By Chris Wright
It’s an overused phrase at the best of times but they really don’t make players like Bernhard Carl “Bert” Trautmann these days: the legendary (in the truest sense of the word) German keeper who made 545 appearances for Manchester City in a 15-year stint at Maine Road between 1949 and 1964.
No doubt many of you are aware of his intriguing story by now, but we’ll trot it out again once more in potted terms for those who aren’t familiar: Serving both as a Luftwaffe signalman and as a paratrooper in WWII, Trautmann deserted the German army in 1944 and eventually wound up at a British signals unit near his hometown of Bremen.
He was duly sent to a POW camp in Lancashire, eventually winding up playing for the “Camp 50” football team, impressing in goal after only taking up that particular position due to a foot injury. Having refused an offer to be repatriated back to Germany, Trautmann remained in England, working on a farm near St Helens and playing football for non-league St Helens Town before finally being scouted by Man City.
The former Luftwaffe soldier signed professional papers with City on 7th October, 1949 – though, as you can probably imagine, many City (whose captain, Eric Westwood, was a veteran of the Normandy landings) fans weren’t overly keen on having a “kraut” starting in goal for their club – especially given that the country was still recovering from the effects of the Nazi blight and that Trautmann was replacing Frank Swift, one of the finest goalkeepers in City’s history.
However, Bert slowly won around cynical City fans (though not without being hounded for being a “Nazi”, etc on the terraces every week) with his heroic dedication to keeping all opposing strikers at bay, resulting in him quickly becoming established as a fixture betwixt the sticks at Maine Road.
His most famous achievement came in 1956, and in the FA Cup Final of that year to be precise, when, with City 3-1 and 75 minutes gone, Trautmann was knocked out cold in a collision with Birmingham City forward Peter Murphy.

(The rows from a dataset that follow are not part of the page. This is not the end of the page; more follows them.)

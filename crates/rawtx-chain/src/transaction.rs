//! Legacy Ethereum transaction types.
//!
//! An [`UnsignedTransaction`] is assembled once from validated inputs and
//! never mutated. Signing produces a separate [`SignedTransaction`] that
//! carries the `(v, r, s)` triple.
//!
//! # Signing hash
//!
//! The hash that is signed depends on whether a chain id is bound in:
//!
//! - EIP-155: `keccak256(rlp([nonce, gasPrice, gasLimit, to, value, data, chainId, 0, 0]))`
//! - Pre-EIP-155: `keccak256(rlp([nonce, gasPrice, gasLimit, to, value, data]))`
//!
//! # Example
//!
//! ```
//! use rawtx_chain::transaction::UnsignedTransaction;
//! use alloy_primitives::{Address, Bytes, U256};
//!
//! let tx = UnsignedTransaction::call(
//!     0,
//!     Address::repeat_byte(0x35),
//!     U256::from(1u64),
//!     U256::from(21_000u64),
//!     U256::from(4_000_000_000u64),
//!     Bytes::new(),
//! );
//! assert!(!tx.is_contract_creation());
//! ```

use alloy_primitives::{keccak256, Address, Bytes, B256, U256};
use alloy_rlp::Encodable;

use crate::rlp::{encode_list, OptionalAddress};

/// `v` offset for pre-EIP-155 signatures.
pub const LEGACY_V_OFFSET: u64 = 27;

/// `v` offset for EIP-155 signatures, added to `2 * chain_id`.
pub const EIP155_V_OFFSET: u64 = 35;

/// A transaction before signing.
#[derive(Debug, Clone, PartialEq, Eq)]
pub struct UnsignedTransaction {
    nonce: u64,
    gas_price: U256,
    gas_limit: U256,
    to: Option<Address>,
    value: U256,
    input: Bytes,
}

impl UnsignedTransaction {
    /// Assemble a transaction. `to == None` means contract creation.
    #[must_use]
    pub fn build(
        nonce: u64,
        to: Option<Address>,
        value: U256,
        gas_limit: U256,
        gas_price: U256,
        input: Bytes,
    ) -> Self {
        Self {
            nonce,
            gas_price,
            gas_limit,
            to,
            value,
            input,
        }
    }

    /// Assemble a call or transfer to `to`.
    #[must_use]
    pub fn call(
        nonce: u64,
        to: Address,
        value: U256,
        gas_limit: U256,
        gas_price: U256,
        input: Bytes,
    ) -> Self {
        Self::build(nonce, Some(to), value, gas_limit, gas_price, input)
    }

    /// Assemble a contract deployment; `init_code` becomes the payload.
    #[must_use]
    pub fn contract_creation(
        nonce: u64,
        value: U256,
        gas_limit: U256,
        gas_price: U256,
        init_code: Bytes,
    ) -> Self {
        Self::build(nonce, None, value, gas_limit, gas_price, init_code)
    }

    /// The sender's nonce.
    #[must_use]
    pub const fn nonce(&self) -> u64 {
        self.nonce
    }

    /// Gas price in wei.
    #[must_use]
    pub const fn gas_price(&self) -> U256 {
        self.gas_price
    }

    /// Gas limit.
    #[must_use]
    pub const fn gas_limit(&self) -> U256 {
        self.gas_limit
    }

    /// The recipient, or `None` for contract creation.
    #[must_use]
    pub const fn to(&self) -> Option<Address> {
        self.to
    }

    /// Value in wei.
    #[must_use]
    pub const fn value(&self) -> U256 {
        self.value
    }

    /// Call data or init code.
    #[must_use]
    pub const fn input(&self) -> &Bytes {
        &self.input
    }

    /// Returns `true` if this transaction deploys a contract.
    #[must_use]
    pub const fn is_contract_creation(&self) -> bool {
        self.to.is_none()
    }

    /// Compute the hash to sign, binding `chain_id` when given (EIP-155).
    #[must_use]
    pub fn signing_hash(&self, chain_id: Option<u64>) -> B256 {
        keccak256(self.signing_payload(chain_id))
    }

    /// The RLP payload whose hash is signed.
    #[must_use]
    pub fn signing_payload(&self, chain_id: Option<u64>) -> Vec<u8> {
        let to = OptionalAddress(self.to);
        let mut fields = vec![
            &self.nonce as &dyn Encodable,
            &self.gas_price,
            &self.gas_limit,
            &to,
            &self.value,
            &self.input,
        ];

        if let Some(chain_id) = chain_id.as_ref() {
            fields.extend([chain_id as &dyn Encodable, &0u8, &0u8]);
        }

        encode_list(&fields)
    }
}

/// The `(v, r, s)` signature triple of a legacy transaction.
#[derive(Debug, Clone, Copy, PartialEq, Eq)]
pub struct TxSignature {
    /// Recovery value, including the chain id for EIP-155 signatures.
    pub v: u64,
    /// Signature `r` scalar.
    pub r: U256,
    /// Signature `s` scalar.
    pub s: U256,
}

impl TxSignature {
    /// Create a signature triple.
    #[must_use]
    pub const fn new(v: u64, r: U256, s: U256) -> Self {
        Self { v, r, s }
    }

    /// The chain id bound into `v`.
    ///
    /// Returns `None` for pre-EIP-155 values (27, 28) and for values that fit
    /// neither scheme.
    #[must_use]
    pub const fn chain_id(&self) -> Option<u64> {
        if self.v >= EIP155_V_OFFSET {
            Some((self.v - EIP155_V_OFFSET) / 2)
        } else {
            None
        }
    }

    /// Returns `true` if `v` carries a chain id.
    #[must_use]
    pub const fn is_eip155(&self) -> bool {
        self.v >= EIP155_V_OFFSET
    }

    /// The secp256k1 recovery id (0 or 1) encoded in `v`.
    ///
    /// Returns `None` if `v` matches neither the legacy nor the EIP-155 scheme.
    #[must_use]
    #[allow(clippy::cast_possible_truncation)]
    pub const fn recovery_id(&self) -> Option<u8> {
        match self.v {
            27 | 28 => Some((self.v - LEGACY_V_OFFSET) as u8),
            v if v >= EIP155_V_OFFSET => Some(((v - EIP155_V_OFFSET) % 2) as u8),
            _ => None,
        }
    }
}

/// A transaction together with its signature.
#[derive(Debug, Clone, PartialEq, Eq)]
pub struct SignedTransaction {
    tx: UnsignedTransaction,
    signature: TxSignature,
}

impl SignedTransaction {
    /// Attach a signature to a transaction.
    #[must_use]
    pub fn new(tx: UnsignedTransaction, signature: TxSignature) -> Self {
        Self { tx, signature }
    }

    /// The unsigned fields.
    #[must_use]
    pub const fn tx(&self) -> &UnsignedTransaction {
        &self.tx
    }

    /// The signature triple.
    #[must_use]
    pub const fn signature(&self) -> &TxSignature {
        &self.signature
    }

    /// The chain id bound into the signature, if any.
    #[must_use]
    pub const fn chain_id(&self) -> Option<u64> {
        self.signature.chain_id()
    }

    /// The recovery id carried in `v`, or `None` for an invalid `v`.
    #[must_use]
    pub const fn recovery_id(&self) -> Option<u8> {
        self.signature.recovery_id()
    }

    /// The hash this transaction's signature was made over.
    #[must_use]
    pub fn signing_hash(&self) -> B256 {
        self.tx.signing_hash(self.chain_id())
    }

    /// The canonical RLP encoding.
    #[must_use]
    pub fn encoded(&self) -> Vec<u8> {
        let tx = &self.tx;
        let to = OptionalAddress(tx.to);
        encode_list(&[
            &tx.nonce as &dyn Encodable,
            &tx.gas_price,
            &tx.gas_limit,
            &to,
            &tx.value,
            &tx.input,
            &self.signature.v,
            &self.signature.r,
            &self.signature.s,
        ])
    }

    /// The transaction hash, `keccak256` of the canonical encoding.
    #[must_use]
    pub fn hash(&self) -> B256 {
        keccak256(self.encoded())
    }

    /// Split into the unsigned fields and the signature.
    #[must_use]
    pub fn into_parts(self) -> (UnsignedTransaction, TxSignature) {
        (self.tx, self.signature)
    }
}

The blow was later found to have dislocated five vertebrae in his neck, the second of which being broken in two, but miraculously Trautmann came to and somehow managed to play the remaining 15 minutes of the game – repelling every single shot that was taken at him.
Legend has it that when handing over Trautmann’s winners medal, Prince Phillip passed comment on how crooked Bert’s neck looked. Little did he know just how close the City keeper had come to losing his life that day.
Sadly, Bert Trautmann has passed away today at the age of 89 having suffered two heart attacks already this year. Here’s a collection of brilliant photos plucked from Pies’ archive of the great man in his pomp…
Manchester City’s 6’2″ goalkeeper Bert Trautmann takes to the skies to deny Fulham at Craven Cottage, 1950
Bert Trautmann gets down and makes the save for Manchester City, 1952
Arsenal striker Tommy Lawton is thwarted at Highbury by the ever-vigilant Bert Trautmann, 1953
Bert Trautmann, aged 31, posing for a pre-season photocall at Maine Road, 1954
Bert Trautmann turns his back on the play as snow is whipped into his face during Manchester City’s chilly FA Cup tie against Luton, 1955
Manchester City keeper Bert Trautmann punches clear as Chelsea’s Roy Bentley (left) hovers in the box, 1955
Recently-crowned Footballer of the Year, Bert Trautmann warms up at Maine Road a few days before the FA Cup Final against Birmingham at Wembley, 1956
Manchester City keeper Bert Trautmann bows his head as he is introduced to HRH The Duke of Edinburgh (Prince Phillip) before the FA Cup Final, 1956
Bert Trautmann is escorted to the touchline by his Manchester City teammates after injuring himself in the line of duty during the FA Cup Final against Birmingham City at Wembley, 1956
Manchester City trainer Laurie Barnett checks on the condition of groggy goalkeeper Bert Trautmann during the FA Cup Final against Birmingham, with the German later found to have broken his neck while making a save, 1956
Seven months after breaking his neck, Bert Trautmann returns to the Manchester City first team for the Division One game against Wolves, 1957
Bert Trautmann trains at Maine Road, 1957
Manchester City keeper Bert Trautmann goes plunging across the goalmouth to stop Tottenham’s Terry Medwin from scoring at White Hart Lane, 1960
Bert Trautmann dives through the air to tip a shot from Wolves’ Ronald Flowers past his post, 1961
Bert Trautmann, by this point one of Manchester City’s longest-serving players, hoists one of the club’s youngest signings, 16-year-old Bob McAlinden, onto his shoulders for a photo at Maine Road, 1962
Police struggle to get Manchester City goalkeeper Bert Trautmann through the swarm of fans who mobbed him after his testimonial at Maine Road, 1964. The game saw a combined City/United XI (featuring Bobby Charlton and Denis Law) against an England XI which included Tom Finney, Stanley Matthews and Jimmy Armfield, with the combined Manchester side winning 5-4. The official attendance was listed at 47,000 though it is estimated closer to 60,000 fans turned out to wave their hero off.